Look at the spines of our books:

Book spine displaying call numbers.
Call numbers as they appear on the spines of library books.

Those labels contain call numbers. The call number tells you where a book is shelved. When you look up a book in the catalog, you will find the call number, and you can then go to the shelf where the book is located.

There are two sets of digits in a call number:

  1. Dewey decimal number (for example, 708.051)
  2. Cutter number (for example, B633d)

Now look at the ends of our shelving units:

End of a shelf displaying call numbers.
A range of Dewey numbers displayed on the end of a shelf.

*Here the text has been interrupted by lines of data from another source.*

//! Snapshot restore: verify, stage, unpack, read the manifest, dispatch.

use crate::executor::{RestoreDiagnostics, RestoreHandle};
use crate::provisioner::ComponentProvisioner;
use crate::{ScsError, ScsResult};
use scs_schema::{
    locate_manifest, parse_manifest_file, ComponentBundle, ComponentId, EntryBundle, MachineName, ManifestEntry,
    Snapshot, SnapshotId, SnapshotSubject, Stack,
};
use scs_store::{
    read_checksum_file, resolve_storage_uri, unpack_archive, Checksum, EntityStore, ProgressTracker, StoreError,
    StoreLayout, Workspace,
};
use serde::Serialize;
use std::path::{Path, PathBuf};
use std::sync::Arc;
use tracing::{debug, info, warn};

const STAGES: [&str; 5] = ["verify", "stage", "unpack", "manifest", "dispatch"];

/// Result of restoring one manifest entry.
#[derive(Debug, Clone, PartialEq, Serialize)]
#[serde(rename_all = "camelCase")]
pub struct EntryOutcome {
    /// 1-based position in the manifest.
    pub index: usize,
    pub bundle: EntryBundle,
    pub eid: ComponentId,
    pub machine_name: MachineName,
    pub result: ScsResult<RestoreHandle, RestoreDiagnostics>,
}

#[derive(Debug, Clone, PartialEq, Serialize)]
#[serde(rename_all = "camelCase")]
pub struct RestoreReport {
    pub snapshot: SnapshotId,
    pub entries: Vec<EntryOutcome>,
}

impl RestoreReport {
    pub fn failed(&self) -> impl Iterator<Item = &EntryOutcome> {
        self.entries.iter().filter(|e| e.result.is_failure())
    }

    /// Handles of every restore container that was started.
    pub fn handles(&self) -> impl Iterator<Item = &RestoreHandle> {
        self.entries.iter().filter_map(|e| e.result.data())
    }
}

pub struct SnapshotRestorePipeline {
    layout: StoreLayout,
    provisioner: Arc<ComponentProvisioner>,
    stacks: EntityStore<Stack>,
    progress: Option<ProgressTracker>,
}

/// Stage failure; the workspace guard is dropped on the way out.
type Stage<T> = Result<T, ScsError>;

impl SnapshotRestorePipeline {
    pub fn new(layout: StoreLayout, provisioner: Arc<ComponentProvisioner>, stacks: EntityStore<Stack>) -> Self {
        Self {
            layout,
            provisioner,
            stacks,
            progress: None,
        }
    }

    #[must_use]
    pub fn with_progress(mut self, progress: ProgressTracker) -> Self {
        self.progress = Some(progress);
        self
    }

    fn track(&self, op: Option<&String>, update: impl FnOnce(&ProgressTracker, &str) -> Result<(), StoreError>) {
        if let (Some(tracker), Some(id)) = (self.progress.as_ref(), op) {
            if let Err(e) = update(tracker, id) {
                warn!("updating progress of {id}: {e}");
            }
        }
    }

    /// Restore every component dump in the snapshot archive.
    ///
    /// Archive-level failures (missing file, checksum mismatch, unreadable
    /// archive or manifest) stop before any component is touched. Entry-level
    /// failures are collected: remaining entries are still attempted and the
    /// overall result is `RestoreIncomplete` with all outcomes as partial data.
    pub fn restore(&self, snapshot: &Snapshot) -> ScsResult<RestoreReport> {
        info!("restoring snapshot {} from {}", snapshot.id, snapshot.file);
        let op = self.progress.as_ref().and_then(|t| {
            t.start_operation(&format!("restore snapshot {}", snapshot.id), &STAGES)
                .map_err(|e| warn!("progress tracking unavailable: {e}"))
                .ok()
        });

        let result = self.run(snapshot, op.as_ref());
        match &result {
            ScsResult::Success { message, .. } => {
                info!("{message}");
                self.track(op.as_ref(), ProgressTracker::complete_operation);
            }
            ScsResult::Failure { message, .. } => {
                warn!("restoring snapshot {} failed: {message}", snapshot.id);
                self.track(op.as_ref(), |t, id| t.fail_operation(id, message));
            }
        }
        result
    }

    fn run(&self, snapshot: &Snapshot, op: Option<&String>) -> ScsResult<RestoreReport> {
        let subject_stack = match self.subject_stack(snapshot) {
            Ok(s) => s,
            Err(e) => return ScsResult::failure(e),
        };

        self.track(op, |t, id| t.set_current_step(id, "verify"));
        let archive = match self.verify_archive(snapshot) {
            Ok(path) => path,
            Err(e) => return ScsResult::failure(e),
        };
        self.track(op, |t, id| t.complete_step(id, "verify"));

        self.track(op, |t, id| t.set_current_step(id, "stage"));
        let workspace = match Workspace::create(&self.layout, &format!("restore-{}", snapshot.id)) {
            Ok(w) => w,
            Err(e) => return ScsResult::failure(ScsError::WorkspaceUnavailable(e.to_string())),
        };
        self.track(op, |t, id| t.complete_step(id, "stage"));

        self.track(op, |t, id| t.set_current_step(id, "unpack"));
        if let Err(e) = unpack_archive(&archive, workspace.path()) {
            return ScsResult::failure(ScsError::ExtractionFailed(format!("{}: {e}", archive.display())));
        }
        self.track(op, |t, id| t.complete_step(id, "unpack"));

        self.track(op, |t, id| t.set_current_step(id, "manifest"));
        let (base, manifest) = match locate_manifest(workspace.path()) {
            Some(path) => match parse_manifest_file(&path) {
                Ok(m) => (path.parent().map(Path::to_path_buf).unwrap_or_default(), m),
                Err(e) => return ScsResult::failure(e.into()),
            },
            None => {
                return ScsResult::failure(ScsError::ManifestInvalid(
                    "no manifest.json in archive".to_owned(),
                ))
            }
        };
        debug!("manifest lists {} entries", manifest.len());
        self.track(op, |t, id| t.complete_step(id, "manifest"));

        self.track(op, |t, id| t.set_current_step(id, "dispatch"));
        let entries: Vec<EntryOutcome> = manifest
            .mapping
            .iter()
            .enumerate()
            .map(|(i, entry)| EntryOutcome {
                index: i + 1,
                bundle: entry.bundle.clone(),
                eid: entry.eid,
                machine_name: entry.machine_name.clone(),
                result: self.restore_entry(snapshot, subject_stack.as_ref(), &base, entry),
            })
            .collect();
        drop(workspace);

        let report = RestoreReport {
            snapshot: snapshot.id,
            entries,
        };
        let failures: Vec<String> = report
            .failed()
            .map(|e| format!("entry {} ({}): {}", e.index, e.machine_name, e.result.message()))
            .collect();
        if failures.is_empty() {
            let count = report.entries.len();
            return ScsResult::success(
                report,
                format!("snapshot {} restore started for {count} entries", snapshot.id),
            );
        }
        let error = ScsError::RestoreIncomplete(failures.join("; "));
        let message = format!(
            "{} of {} entries of snapshot {} failed: {}",
            failures.len(),
            report.entries.len(),
            snapshot.id,
            failures.join("; ")
        );
        ScsResult::failure(error).with_message(message).with_partial(report)
    }

    fn subject_stack(&self, snapshot: &Snapshot) -> Stage<Option<Stack>> {
        match snapshot.subject {
            SnapshotSubject::Stack(id) => match self.stacks.get(id)? {
                Some(stack) => Ok(Some(stack)),
                None => Err(ScsError::StackNotFound(id.to_string())),
            },
            SnapshotSubject::Component(_) => Ok(None),
        }
    }

    /// Resolve the archive and check it against the stored checksum before
    /// anything reads its content.
    fn verify_archive(&self, snapshot: &Snapshot) -> Stage<PathBuf> {
        let path = resolve_storage_uri(&self.layout, &snapshot.file)
            .map_err(|e| ScsError::FileNotFound(e.to_string()))?;
        if !path.is_file() {
            return Err(ScsError::FileNotFound(path.display().to_string()));
        }
        let expected = Checksum::parse(&snapshot.checksum).map_err(|e| ScsError::ChecksumMismatch {
            path: path.display().to_string(),
            expected: snapshot.checksum.clone(),
            actual: format!("unverifiable ({e})"),
        })?;
        match expected.verify_file(&path)? {
            Ok(()) => {
                debug!("archive {} matches {expected}", path.display());
                Ok(path)
            }
            Err(actual) => Err(ScsError::ChecksumMismatch {
                path: path.display().to_string(),
                expected: expected.to_string(),
                actual: actual.to_string(),
            }),
        }
    }

    fn restore_entry(
        &self,
        snapshot: &Snapshot,
        stack: Option<&Stack>,
        base: &Path,
        entry: &ManifestEntry,
    ) -> ScsResult<RestoreHandle, RestoreDiagnostics> {
        debug!("restoring {} entry {} '{}'", entry.bundle, entry.eid, entry.machine_name);
        let dump = base.join(&entry.dump_file);
        let checked = known_bundle(entry).and_then(|bundle| {
            self.check_dump(base, &dump, entry)?;
            Ok((bundle, self.target_component(snapshot, stack, bundle, entry)?))
        });
        let (bundle, component) = match checked {
            Ok(c) => c,
            Err(e) => {
                return ScsResult::failure(e).with_partial(RestoreDiagnostics {
                    dump_file: dump,
                    ..RestoreDiagnostics::default()
                })
            }
        };
        match self.provisioner.action(bundle) {
            Ok(action) => action.restore(&component, &dump),
            Err(e) => ScsResult::failure(e),
        }
    }

    fn check_dump(&self, base: &Path, dump: &Path, entry: &ManifestEntry) -> Stage<()> {
        if !dump.is_file() {
            return Err(ScsError::FileNotFound(entry.dump_file.display().to_string()));
        }
        let Some(checksum_file) = &entry.checksum_file else {
            return Ok(());
        };
        let mismatch = |expected: String, actual: String| ScsError::ChecksumMismatch {
            path: entry.dump_file.display().to_string(),
            expected,
            actual,
        };
        let expected = read_checksum_file(&base.join(checksum_file))
            .map_err(|e| mismatch(checksum_file.display().to_string(), format!("unverifiable ({e})")))?;
        match expected.verify_file(dump)? {
            Ok(()) => Ok(()),
            Err(actual) => Err(mismatch(expected.to_string(), actual.to_string())),
        }
    }

    /// The entity the entry restores into, which must match the entry and
    /// belong to the snapshot's subject.
    fn target_component(
        &self,
        snapshot: &Snapshot,
        stack: Option<&Stack>,
        bundle: ComponentBundle,
        entry: &ManifestEntry,
    ) -> Stage<scs_schema::Component> {
        let component = self
            .provisioner
            .components()
            .get(entry.eid)?
            .ok_or_else(|| ScsError::ComponentNotFound(entry.eid.to_string()))?;
        if component.machine_name != entry.machine_name || component.bundle != bundle {
            return Err(ScsError::ComponentNotFound(format!(
                "{} as {} '{}' (found {} '{}')",
                entry.eid, entry.bundle, entry.machine_name, component.bundle, component.machine_name
            )));
        }
        let belongs = match (snapshot.subject, stack) {
            (SnapshotSubject::Stack(_), Some(stack)) => stack.includes(component.id),
            (SnapshotSubject::Component(id), _) => id == component.id,
            (SnapshotSubject::Stack(_), None) => false,
        };
        if !belongs {
            return Err(ScsError::ComponentNotFound(format!(
                "{} in the subject of snapshot {}",
                entry.eid, snapshot.id
            )));
        }
        Ok(component)
    }
}

fn known_bundle(entry: &ManifestEntry) -> Stage<ComponentBundle> {
    entry
        .bundle
        .known()
        .ok_or_else(|| ScsError::Unsupported(format!("restoring bundle '{}'", entry.bundle)))
}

Each shelf has a range of numbers printed on it. When you have a call number for your book, you can find the book on the shelf with the appropriate range. If you want the book with number 708.051, go to the shelf containing numbers 708.05 to 735.045.

Dewey Decimal Numbers

The first part of a call number is assigned according to the Dewey Decimal System.

Melvil Dewey invented this system for organizing libraries in . The numbers represent categories of knowledge.

You don’t need to know what the numbers mean to use the system—you just need to know that books are arranged in numerical order on the shelves.

Here are the ten classes of Dewey Decimal Classification:

Table 1
Dewey Decimal Classes
NumbersSubject
000–099General Reference & Information Science
100–199Philosophy, Psychology, & Logic
200–299Religion
300–399Social Science
400–499Natural Science & Mathematics
500–599Language
600–699Technology, Applied Science, & Medicine
700–799Fine Arts
800–899Literature
900–999History & Biography

This system keeps books on the same subject next to one another. If you find one book on the subject you’re researching, scan the other books nearby to see if you can use them too.

Cutter Numbers

Close-up of book spines with Cutter numbers emphasized.
Cutter numbers.

The second number on the spine is the Cutter number.

You don’t need to know how Cutter numbers work; the important thing is that the number is a shortened way of writing an author’s last name. After a book gets a Dewey decimal number representing its subject, it also gets a Cutter number for its author.

On the shelves, the books are arranged numerically by Dewey decimal number and also alphanumerically by Cutter number. These numbers together make up the call number. You should be able to find a book on the shelf with the call number—but if you can’t, ask the library staff for help.

The first letter of the Cutter number is the first letter of the author’s last name. The numerals are ordered like the numerals after a decimal point, which is why, in this photograph, C762c comes after C7393c.

Summary

If it is …Then its call number is …
NonfictionDewey decimal number + Cutter number
FictionF + Cutter number
ReferenceRef. + Dewey decimal number + Cutter number
BiographyB + Cutter number
Juvenile nonfictionDewey decimal number + Cutter number + L.S.
Juvenile fictionF + Cutter number + L.S.